Despite the research indicating risks involved in playing the game, the Mississippi Youth Football Association says its enrollment numbers have been going up for the better part of a decade, even though the national average is beginning to see a decline. The MYFA cites increased safety precautations as a reason the numbers continue to increase.

Javorius Neyland is a 9-year-old football player. He just finished playing his first season of football with the Jackson Steelers. His team name is proudly shaved into his haircut and he takes a lot of pride in his jersey and the games his team won.

His mother, Demetris, doesn't seem to worried about the risks involved with his son playing this game.

Bobby Hall is the head football coach Madison Central High School. He says his enrollment numbers aren't dropping.

"I'll say this, you can't be too careful. I don't care how careful you are, you can't be too careful," Hall said.

Madison Central's equipment room is a testament ot that philosophy. Each year, all of their helmets are sent to a helmet factory to be refurbished. If they pass inspection, they're given a sticker of recertificiation. If not, they can no longer be used.

"In my opinion the most protective, most important piece of equipment is the helmet. So everybody I know of on every level is on top of that," Hall said.

One helmet is the Jaguars have in stock is the Xenith. It promotes itself as concussion proof. But even though precautions are going up, there are still concerns for player safety.

"To me the evolution of helmets have been a good thing but at the same time I think the increase in helmet development has gotten better or worse depending on how you look at it," MC offensive line coach Zane Thomas said. "The players are more comfortable in them, they lead with their hlemet a lot more."

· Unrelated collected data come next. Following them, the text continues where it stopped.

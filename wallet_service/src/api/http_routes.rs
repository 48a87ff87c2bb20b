use std::str::FromStr;
use std::sync::Arc;

use axum::{
    extract::{Path, Query, State},
    http::StatusCode,
    routing::{get, patch, post},
    Json, Router,
};
use common::error::{AppError, FieldError};
use common::pagination::{Pagination, Paginator};
use common::types::{Currency, TransactionStatus, TransactionType, WalletStatus};
use serde::Deserialize;
use utoipa::{IntoParams, ToSchema};

use crate::api::response::{ApiResponse, TransactionResponse, WalletResponse};
use crate::domain::repository::WalletFilter;
use crate::use_cases::create_wallet::{CreateWalletInput, CreateWalletUseCase};
use crate::use_cases::get_wallet::GetWalletUseCase;
use crate::use_cases::get_wallet_with_balance::GetWalletWithBalanceUseCase;
use crate::use_cases::list_wallets::ListWalletsUseCase;
use crate::use_cases::update_wallet_status::UpdateWalletStatusUseCase;

use transaction_service::domain::repository::TransactionFilter;
use transaction_service::use_cases::create_transaction::{CreateTransactionInput, CreateTransactionUseCase};
use transaction_service::use_cases::get_transaction::GetTransactionUseCase;
use transaction_service::use_cases::list_transactions::ListTransactionsUseCase;
use transaction_service::use_cases::update_transaction_status::UpdateTransactionStatusUseCase;

pub struct AppState {
    pub create_wallet: CreateWalletUseCase,
    pub get_wallet: GetWalletUseCase,
    pub list_wallets: ListWalletsUseCase,
    pub update_wallet_status: UpdateWalletStatusUseCase,
    pub get_wallet_with_balance: GetWalletWithBalanceUseCase,
    pub create_transaction: CreateTransactionUseCase,
    pub get_transaction: GetTransactionUseCase,
    pub list_transactions: ListTransactionsUseCase,
    pub update_transaction_status: UpdateTransactionStatusUseCase,
}

pub fn routes(state: Arc<AppState>) -> Router {
    Router::new()
        .route("/api/v1/wallets", get(list_wallets).post(create_wallet))
        .route("/api/v1/wallets/{id}", get(get_wallet))
        .route("/api/v1/wallets/{id}/status", patch(update_wallet_status))
        .route("/api/v1/wallets/{id}/balance", get(get_wallet_with_balance))
        .route("/api/v1/transactions", get(list_transactions).post(create_transaction))
        .route("/api/v1/transactions/{id}", get(get_transaction))
        .route("/api/v1/transactions/{id}/status", patch(update_transaction_status))
        .with_state(state)
}

#[derive(Debug, Deserialize, ToSchema)]
pub struct CreateWalletRequest {
    pub owner_id: String,
    pub currency: String,
}

#[utoipa::path(post, path = "/api/v1/wallets", request_body = CreateWalletRequest,
    responses((status = 201, body = ApiResponse<WalletResponse>)))]
pub async fn create_wallet(
    State(state): State<Arc<AppState>>,
    Json(body): Json<CreateWalletRequest>,
) -> Result<(StatusCode, Json<ApiResponse<WalletResponse>>), AppError> {
    let wallet = state
        .create_wallet
        .execute(CreateWalletInput {
            owner_id: body.owner_id,
            currency: body.currency,
        })
        .await?;

    Ok((StatusCode::CREATED, Json(ApiResponse::success(WalletResponse::from(&wallet)))))
}

#[utoipa::path(get, path = "/api/v1/wallets/{id}",
    responses((status = 200, body = ApiResponse<WalletResponse>)))]
pub async fn get_wallet(
    State(state): State<Arc<AppState>>,
    Path(id): Path<String>,
) -> Result<Json<ApiResponse<WalletResponse>>, AppError> {
    let wallet = state.get_wallet.execute(&id).await?;
    Ok(Json(ApiResponse::success(WalletResponse::from(&wallet))))
}

#[utoipa::path(get, path = "/api/v1/wallets/{id}/balance",
    responses((status = 200, body = ApiResponse<WalletResponse>)))]
pub async fn get_wallet_with_balance(
    State(state): State<Arc<AppState>>,
    Path(id): Path<String>,
) -> Result<Json<ApiResponse<WalletResponse>>, AppError> {
    let wallet = state.get_wallet_with_balance.execute(&id).await?;
    Ok(Json(ApiResponse::success(WalletResponse::from(&wallet))))
}

#[derive(Debug, Deserialize, IntoParams)]
pub struct WalletListQuery {
    pub owner_id: Option<String>,
    pub currency: Option<String>,
    pub status: Option<String>,
    pub page: Option<i64>,
    pub per_page: Option<i64>,
}

#[utoipa::path(get, path = "/api/v1/wallets", params(WalletListQuery),
    responses((status = 200, body = ApiResponse<Vec<WalletResponse>>)))]
pub async fn list_wallets(
    State(state): State<Arc<AppState>>,
    Query(query): Query<WalletListQuery>,
) -> Result<Json<ApiResponse<ListPayload<WalletResponse>>>, AppError> {
    let paginator = Paginator {
        page: query.page,
        per_page: query.per_page,
    };
    paginator.validate().map_err(|e| AppError::Validation(vec![FieldError::new("per_page", e)]))?;

    let mut filter = WalletFilter::default();
    if let Some(owner_id) = query.owner_id {
        filter.owner_ids.push(owner_id);
    }
    if let Some(currency) = query.currency {
        let currency = parse_enum::<Currency>(&currency, "currency")?;
        filter.currencies.push(currency);
    }
    if let Some(status) = query.status {
        let status = parse_enum::<WalletStatus>(&status, "status")?;
        filter.statuses.push(status);
    }

    let (rows, pagination) = state.list_wallets.execute(filter, paginator).await?;
    let data = rows.iter().map(WalletResponse::from).collect();

    Ok(Json(ApiResponse::success(ListPayload { items: data, pagination })))
}

#[derive(Debug, Deserialize, ToSchema)]
pub struct UpdateWalletStatusRequest {
    pub status: String,
}

#[utoipa::path(patch, path = "/api/v1/wallets/{id}/status", request_body = UpdateWalletStatusRequest,
    responses((status = 200, body = ApiResponse<WalletResponse>)))]
pub async fn update_wallet_status(
    State(state): State<Arc<AppState>>,
    Path(id): Path<String>,
    Json(body): Json<UpdateWalletStatusRequest>,
) -> Result<Json<ApiResponse<WalletResponse>>, AppError> {
    let status = parse_enum::<WalletStatus>(&body.status, "status")?;
    let wallet = state.update_wallet_status.execute(&id, status).await?;
    Ok(Json(ApiResponse::success(WalletResponse::from(&wallet))))
}

#[derive(Debug, Deserialize, ToSchema)]
pub struct CreateTransactionRequest {
    pub wallet_id: String,
    pub amount: i64,
    pub note: Option<String>,
    pub transaction_type: String,
    pub idempotency_key: String,
}

#[utoipa::path(post, path = "/api/v1/transactions", request_body = CreateTransactionRequest,
    responses((status = 201, body = ApiResponse<TransactionResponse>)))]
pub async fn create_transaction(
    State(state): State<Arc<AppState>>,
    Json(body): Json<CreateTransactionRequest>,
) -> Result<(StatusCode, Json<ApiResponse<TransactionResponse>>), AppError> {
    let transaction_type = parse_enum::<TransactionType>(&body.transaction_type, "transaction_type")?;

    let transaction = state
        .create_transaction
        .execute(CreateTransactionInput {
            wallet_id: body.wallet_id,
            amount: body.amount,
            note: body.note,
            transaction_type,
            idempotency_key: body.idempotency_key,
        })
        .await
        .map_err(AppError::from)?;

    Ok((StatusCode::CREATED, Json(ApiResponse::success(TransactionResponse::from(&transaction)))))
}

#[utoipa::path(get, path = "/api/v1/transactions/{id}",
    responses((status = 200, body = ApiResponse<TransactionResponse>)))]
pub async fn get_transaction(
    State(state): State<Arc<AppState>>,
    Path(id): Path<String>,
) -> Result<Json<ApiResponse<TransactionResponse>>, AppError> {
    let transaction = state.get_transaction.execute(&id).await.map_err(AppError::from)?;
    Ok(Json(ApiResponse::success(TransactionResponse::from(&transaction))))
}

#[derive(Debug, Deserialize, IntoParams)]
pub struct TransactionListQuery {
    pub wallet_id: Option<String>,
    pub status: Option<String>,
    pub transaction_type: Option<String>,
    pub page: Option<i64>,
    pub per_page: Option<i64>,
}

#[utoipa::path(get, path = "/api/v1/transactions", params(TransactionListQuery),
    responses((status = 200, body = ApiResponse<Vec<TransactionResponse>>)))]
pub async fn list_transactions(
    State(state): State<Arc<AppState>>,
    Query(query): Query<TransactionListQuery>,
) -> Result<Json<ApiResponse<ListPayload<TransactionResponse>>>, AppError> {
    let paginator = Paginator {
        page: query.page,
        per_page: query.per_page,
    };
    paginator.validate().map_err(|e| AppError::Validation(vec![FieldError::new("per_page", e)]))?;

    let mut filter = TransactionFilter::default();
    if let Some(wallet_id) = query.wallet_id {
        filter.wallet_ids.push(wallet_id);
    }
    if let Some(status) = query.status {
        let status = parse_enum::<TransactionStatus>(&status, "status")?;
        filter.statuses.push(status);
    }
    if let Some(transaction_type) = query.transaction_type {
        let transaction_type = parse_enum::<TransactionType>(&transaction_type, "transaction_type")?;
        filter.types.push(transaction_type);
    }

    let (rows, pagination) = state
        .list_transactions
        .execute(filter, paginator)
        .await
        .map_err(AppError::from)?;
    let data = rows.iter().map(TransactionResponse::from).collect();

    Ok(Json(ApiResponse::success(ListPayload { items: data, pagination })))
}

#[derive(Debug, Deserialize, ToSchema)]
pub struct UpdateTransactionStatusRequest {
    pub status: String,
}

#[utoipa::path(patch, path = "/api/v1/transactions/{id}/status", request_body = UpdateTransactionStatusRequest,
    responses((status = 200, body = ApiResponse<TransactionResponse>)))]
pub async fn update_transaction_status(
    State(state): State<Arc<AppState>>,
    Path(id): Path<String>,
    Json(body): Json<UpdateTransactionStatusRequest>,
) -> Result<Json<ApiResponse<TransactionResponse>>, AppError> {
    let status = parse_enum::<TransactionStatus>(&body.status, "status")?;
    let transaction = state
        .update_transaction_status
        .execute(&id, status)
        .await
        .map_err(AppError::from)?;

    Ok(Json(ApiResponse::success(TransactionResponse::from(&transaction))))
}

#[derive(Debug, serde::Serialize, ToSchema)]
pub struct ListPayload<T> {
    pub items: Vec<T>,
    pub pagination: Pagination,
}

fn parse_enum<T: FromStr<Err = String>>(raw: &str, field: &str) -> Result<T, AppError> {
    raw.parse().map_err(|e: String| AppError::Validation(vec![FieldError::new(field, e)]))
}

While coach Hall is an advocate for football, he still thinks it shouldn't be played at the youth level.

"I think the 7th grade's plenty early to start football," he said. "I might be right, I may not be. That's what Archie Manning did with his 3 boys and they turned out pretty good."

And Hall isn't afraid to tell that to one of his players dad's Bubba Gunter. Gunter, whose son is a sophomore at MC, has been coaching youth football for seven years.

"Some say 7 or 8, some of 'em say older, I think that's the parents call," Gunter said. "We try to teach them the correct way to hit and how not to hit when they're out there."

Gunter, like the Neylands, understands the risks, and like the statewide trend, his enrollment numbers are up as well.

"If you teach properly and you mandaate that they do it the right way, I think that can cut down on injuries dramatically," Gunter said.